Jornalista com mais de 5 anos de experiência no ramo digital. Entusiasta pela cultura pop, games e claro: tecnologia, principalmente com novas experiências incluídas na rotina. 

Na Administração Pública, não há apenas funcionários que conquistam seu cargo por meio de concurso; também existem empregados interinos que ocupam uma vaga com contratos temporários ou indefinidos, como em qualquer outra empresa privada.

Duas sentenças, uma do Tribunal Supremo (TS) da Espanha e outra do Tribunal de Justiça da União Europeia (TJUE), deixaram esses trabalhadores da Administração em um limbo legal, no qual têm os mesmos deveres que seus colegas funcionários públicos, mas sem alguns de seus direitos.

Agora, a responsabilidade de resolver o impasse está nas mãos das diferentes administrações, criando um verdadeiro caos normativo.

O fim da temporariedade na Administração

Nas últimas décadas, a Administração Pública preencheu vagas com empregados contratados temporariamente, renovando esses contratos de forma recorrente, muitas vezes durante anos consecutivos. Para acabar com essa prática, foi implementada a Lei 20/2021, que estabelece que interinos podem permanecer no cargo por, no máximo, três anos.

Assim que esse prazo é cumprido, abrem-se três possíveis caminhos:

  1. A Administração estabelece uma indenização por rescisão e dispensa esse empregado, substituindo-o por um funcionário público.
  2. O posto é mantido como um contrato indefinido, mas o empregado não adquire a condição de funcionário público por não ter ingressado por meio de um concurso.
  3. O empregado contratado presta o exame para consolidar sua vaga, passando de contratado a funcionário público.

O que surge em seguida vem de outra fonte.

//! JNI exports behind the native methods of `huella/Runtime`
//!
//! `Runtime.<clinit>` calls `System.loadLibrary("huella")`; the JVM then
//! resolves each native method of the class by its mangled symbol. The
//! exports never unwind into the JVM: panics are caught and logged.

use std::ffi::c_void;
use std::panic::{self, AssertUnwindSafe};

use jni::objects::{JClass, JString};
use jni::sys::{jint, jlong, JNI_VERSION_1_8};
use jni::JNIEnv;
use tracing_subscriber::EnvFilter;

use crate::config::AgentConfig;
use crate::notifier::SiteContext;
use crate::runtime;

/// Name passed to `System.loadLibrary`
pub const LIBRARY_NAME: &str = "huella";
/// System property holding the agent argument string
pub const ARGS_PROPERTY: &str = "huella.args";
/// Environment variable with the log filter, e.g. `HUELLA_LOG=debug`
pub const LOG_ENV: &str = "HUELLA_LOG";

/// A native method of the bridge class
#[derive(Debug, Clone, Copy, PartialEq, Eq)]
pub struct Native {
    pub method: &'static str,
    pub descriptor: &'static str,
}

impl Native {
    /// Symbol the JVM looks up for this method
    pub fn symbol(&self) -> String {
        symbol(runtime::BRIDGE_CLASS, self.method)
    }
}

/// Every native of `huella/Runtime`, each exported below
pub const NATIVES: [Native; 5] = [
    Native {
        method: "install",
        descriptor: "(Ljava/lang/String;)V",
    },
    Native {
        method: runtime::RECORD_METHOD,
        descriptor: runtime::RECORD_DESCRIPTOR,
    },
    Native {
        method: "link",
        descriptor: "(Ljava/lang/String;Ljava/lang/String;Ljava/lang/String;)J",
    },
    Native {
        method: "fire",
        descriptor: "(JLjava/lang/String;)V",
    },
    Native {
        method: "shutdown",
        descriptor: "()V",
    },
];

/// Short JNI name of `class.method`, e.g. `Java_huella_Runtime_record`
pub fn symbol(class: &str, method: &str) -> String {
    let mut out = String::from("Java_");
    mangle(class, &mut out);
    out.push('_');
    mangle(method, &mut out);
    out
}

fn mangle(name: &str, out: &mut String) {
    for c in name.chars() {
        match c {
            '/' => out.push('_'),
            '_' => out.push_str("_1"),
            ';' => out.push_str("_2"),
            '[' => out.push_str("_3"),
            c if c.is_ascii_alphanumeric() => out.push(c),
            c => out.push_str(&format!("_0{:04x}", u32::from(c))),
        }
    }
}

fn guarded<T>(native: &'static str, fallback: T, f: impl FnOnce() -> T) -> T {
    panic::catch_unwind(AssertUnwindSafe(f)).unwrap_or_else(|_| {
        tracing::error!(native, "panic in native call");
        fallback
    })
}

fn init_logging() {
    // a host that already installed a subscriber keeps it
    let _ = tracing_subscriber::fmt()
        .with_env_filter(EnvFilter::from_env(LOG_ENV))
        .with_writer(std::io::stderr)
        .try_init();
}

fn read_string(env: &mut JNIEnv, value: &JString) -> Option<String> {
    if value.is_null() {
        return None;
    }
    match env.get_string(value) {
        Ok(text) => Some(text.into()),
        Err(err) => {
            tracing::warn!(error = %err, "could not read Java string");
            None
        }
    }
}

/// Install from the `huella.args` value, falling back to defaults
fn install_from_args(args: Option<&str>) {
    let config = AgentConfig::from_agent_args(args).unwrap_or_else(|err| {
        tracing::error!(error = %err, property = ARGS_PROPERTY, "invalid agent arguments; using defaults");
        AgentConfig::default()
    });
    runtime::install(&config);
}

/// `Class.getName()` yields `app.Foo`; sites are keyed by internal name
fn site_context(owner: &str, name: String, descriptor: String) -> SiteContext {
    SiteContext {
        owner: owner.replace('.', "/"),
        name,
        descriptor,
    }
}

fn to_jlong(handle: Option<usize>) -> jlong {
    handle.and_then(|h| jlong::try_from(h).ok()).unwrap_or(-1)
}

fn from_jlong(handle: jlong) -> Option<usize> {
    usize::try_from(handle).ok()
}

fn finish() {
    match runtime::shutdown() {
        Some(Ok(outcome)) => tracing::info!(?outcome, "final flush"),
        Some(Err(err)) => tracing::error!(error = %err, "final flush failed"),
        None => tracing::debug!("shutdown before install"),
    }
}

#[no_mangle]
pub extern "system" fn JNI_OnLoad(_vm: *mut jni::sys::JavaVM, _reserved: *mut c_void) -> jint {
    guarded("JNI_OnLoad", JNI_VERSION_1_8, || {
        init_logging();
        JNI_VERSION_1_8
    })
}

#[no_mangle]
pub extern "system" fn JNI_OnUnload(_vm: *mut jni::sys::JavaVM, _reserved: *mut c_void) {
    guarded("JNI_OnUnload", (), finish);
}

#[no_mangle]
pub extern "system" fn Java_huella_Runtime_install<'local>(
    mut env: JNIEnv<'local>,
    _class: JClass<'local>,
    args: JString<'local>,
) {
    guarded("install", (), || {
        init_logging();
        let args = read_string(&mut env, &args);
        install_from_args(args.as_deref());
    });
}

#[no_mangle]
pub extern "system" fn Java_huella_Runtime_record<'local>(
    mut env: JNIEnv<'local>,
    _class: JClass<'local>,
    unit_id: JString<'local>,
) {
    guarded("record", (), || {
        if let Some(unit_id) = read_string(&mut env, &unit_id) {
            runtime::record(&unit_id);
        }
    });
}

#[no_mangle]
pub extern "system" fn Java_huella_Runtime_link<'local>(
    mut env: JNIEnv<'local>,
    _class: JClass<'local>,
    owner: JString<'local>,
    name: JString<'local>,
    descriptor: JString<'local>,
) -> jlong {
    guarded("link", -1, || {
        let owner = read_string(&mut env, &owner).unwrap_or_default();
        let name = read_string(&mut env, &name).unwrap_or_default();
        let descriptor = read_string(&mut env, &descriptor).unwrap_or_default();
        to_jlong(runtime::link(site_context(&owner, name, descriptor)))
    })
}

#[no_mangle]
pub extern "system" fn Java_huella_Runtime_fire<'local>(
    mut env: JNIEnv<'local>,
    _class: JClass<'local>,
    handle: jlong,
    unit_id: JString<'local>,
) {
    guarded("fire", (), || {
        let Some(unit_id) = read_string(&mut env, &unit_id) else {
            return;
        };
        match from_jlong(handle) {
            Some(handle) => runtime::fire(handle, &unit_id),
            None => tracing::debug!(handle, unit = %unit_id, "site was never linked"),
        }
    });
}

#[no_mangle]
pub extern "system" fn Java_huella_Runtime_shutdown<'local>(
    _env: JNIEnv<'local>,
    _class: JClass<'local>,
) {
    guarded("shutdown", (), finish);
}
// Copyright 2025 Lablup Inc. and Jeongkyu Shin
//
// Licensed under the Apache License, Version 2.0 (the "License");
// you may not use this file except in compliance with the License.
// You may obtain a copy of the License at
//
//     http://www.apache.org/licenses/LICENSE-2.0
//
// Unless required by applicable law or agreed to in writing, software
// distributed under the License is distributed on an "AS IS" BASIS,
// WITHOUT WARRANTIES OR CONDITIONS OF ANY KIND, either express or implied.
// See the License for the specific language governing permissions and
// limitations under the License.

//! Cluster access: kubeconfig, credentials and pod discovery.

pub mod connection;
pub mod kubeconfig;
pub mod pods;

pub use connection::{ClientIdentity, ConnectionParams, ExecTarget};
pub use kubeconfig::{Kubeconfig, ResolvedContext};
pub use pods::{Pod, PodInventory, PodLocator};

Essas são as três opções que a justiça propõe. O problema é que as sentenças emitidas pelo Tribunal Supremo (TS) em abril de 2024 e pelo Tribunal de Justiça da União Europeia (TJUE) em junho de 2024 se contradizem, deixando os empregados contratados em um fogo cruzado. São os "funcionários de Schrödinger": nem são empregados indefinidos, nem funcionários públicos.

A versão do Supremo

De acordo com a sentença do Tribunal Supremo, o processo que um trabalhador interino deve seguir para acessar um cargo fixo na Administração Pública deve ser regido pelo princípio de “igualdade, capacidade e mérito”.

Ou seja, eles não podem obter automaticamente um contrato de trabalho indefinido, mas devem passar por um concurso público para se tornarem funcionários de pleno direito.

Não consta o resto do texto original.